Music Diary, Vol. -49


For the rationale behind this mad effort, explanations here. The full series of Music Diary posts are here. The full playlist (minus the Bowie memorial tribute, which is a Facebook video) is above, also here.

Week of Jan. 30-Feb. 5, 2023

LYRICS: George Jones (w/ Virginia Suber and Johnny Mathis), "Brown to Blue"
SONG: Few things lift my spirits like a big guitar riff and airy vocal harmonies, but there’s more than mere 1960s psych-rock throwback going on with the preposterously named trio Sunflower Bean. This shapely, soaring 2016 track is among their best.
ALBUM: Tom Verlaine’s guitar provided both architecture and ornamentation, pulse and filigree, and his songcraft could be as endearingly wild as Charles Ives’. The Television records are essential but don’t sleep on this fierce 1987 collection.

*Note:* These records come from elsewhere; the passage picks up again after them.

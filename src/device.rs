//! The indicator hardware as the controller sees it.
//!
//! Opening can fail (cube unplugged, port busy) and is retried by the
//! controller. Color commands on an open device are best effort: they
//! return nothing, and a driver that hits an I/O error logs it and
//! carries on.
//!
//! ## Rust concepts
//! - Traits as the hardware boundary, so the controller can be tested
//!   on any machine with a fake device
//! - `Box<dyn Error + Send + Sync>` for driver-specific failure causes

use crate::signal::SignalState;

/// The cube could not be opened.
#[derive(Debug, thiserror::Error)]
#[error("unable to open cube at '{address}': {source}")]
pub struct OpenError {
    pub address: String,
    #[source]
    pub source: Box<dyn std::error::Error + Send + Sync>,
}

impl OpenError {
    pub fn new(
        address: impl Into<String>,
        source: impl Into<Box<dyn std::error::Error + Send + Sync>>,
    ) -> Self {
        Self {
            address: address.into(),
            source: source.into(),
        }
    }
}

/// An open indicator.
pub trait Device {
    fn red(&mut self);
    fn green(&mut self);
    fn off(&mut self);
    fn close(self);

    /// Assert the color for `state`.
    fn show(&mut self, state: SignalState) {
        match state {
            SignalState::Off => self.off(),
            SignalState::Green => self.green(),
            SignalState::Red => self.red(),
        }
    }
}

/// Opens the indicator. Called repeatedly until it succeeds.
pub trait DeviceOpener: Send + 'static {
    type Device: Device + Send;

    fn open(&mut self) -> Result<Self::Device, OpenError>;
}
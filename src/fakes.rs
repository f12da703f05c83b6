//! Scripted mail collaborator shared by the monitor and shutdown tests.

use crate::mail::{ConnectionError, MailConnector, MailSession, MailboxStatus, QueryError};
use std::collections::VecDeque;
use std::sync::{Arc, Mutex};

/// Everything the fake saw, plus what it will answer next.
#[derive(Debug, Default)]
pub struct Script {
    /// Outcome of each `connect`; succeeds once exhausted.
    pub connects: VecDeque<bool>,
    /// Answer to each `status`; an empty list once exhausted.
    pub statuses: VecDeque<Result<Vec<MailboxStatus>, String>>,
    pub connect_calls: u32,
    pub status_calls: u32,
    pub logouts: u32,
    /// When set, `status` and `logout` never complete, like a server that
    /// stopped answering mid-session.
    pub stalled: bool,
    /// Free-form ordering log shared with other fakes.
    pub events: Vec<&'static str>,
}

pub type Shared = Arc<Mutex<Script>>;

#[derive(Clone, Debug, Default)]
pub struct FakeConnector(pub Shared);

impl FakeConnector {
    pub fn script(&self) -> std::sync::MutexGuard<'_, Script> {
        self.0.lock().unwrap()
    }

    pub fn with_counts(counts: &[u32]) -> Self {
        let connector = Self::default();
        connector.script().statuses = counts
            .iter()
            .map(|count| Ok(vec![MailboxStatus::unseen(*count)]))
            .collect();
        connector
    }
}

pub struct FakeSession(Shared);

impl MailConnector for FakeConnector {
    type Session = FakeSession;

    async fn connect(&self) -> Result<FakeSession, ConnectionError> {
        let mut script = self.script();
        script.connect_calls += 1;
        if script.connects.pop_front().unwrap_or(true) {
            script.events.push("connect");
            Ok(FakeSession(self.0.clone()))
        } else {
            Err(ConnectionError::Dial {
                addr: "fake:143".to_string(),
                source: std::io::ErrorKind::ConnectionRefused.into(),
            })
        }
    }
}

impl MailSession for FakeSession {
    async fn status(&mut self, _label: &str) -> Result<Vec<MailboxStatus>, QueryError> {
        let answer = {
            let mut script = self.0.lock().unwrap();
            script.status_calls += 1;
            if script.stalled {
                None
            } else {
                Some(script.statuses.pop_front())
            }
        };
        match answer {
            None => std::future::pending().await,
            Some(Some(Ok(statuses))) => Ok(statuses),
            Some(Some(Err(message))) => Err(QueryError::Rejected(message)),
            Some(None) => Ok(Vec::new()),
        }
    }

    async fn logout(self) {
        let stalled = self.0.lock().unwrap().stalled;
        if stalled {
            std::future::pending::<()>().await;
        }
        let mut script = self.0.lock().unwrap();
        script.logouts += 1;
        script.events.push("logout");
    }
}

LYRICS: Tom Lehrer, "Silent E"
SONG: Much as Mulatu Astatke’s Ethiopian jazz clearly shows the influence of Latin music, the Egyptian band Wust El-Balad clearly takes inspiration from a hemisphere other than their own, as on this lovely quasi-calypso tune.
ALBUM: I had never heard of the great Brazilian guitarist Rosinha de Valença till a few weeks ago, but I’ve already played this amazing, wide-ranging 1971 record of hers a dozen times since then. Seriously worth your time.

LYRICS: Public Enemy, "Cold Lampin' With Flavor"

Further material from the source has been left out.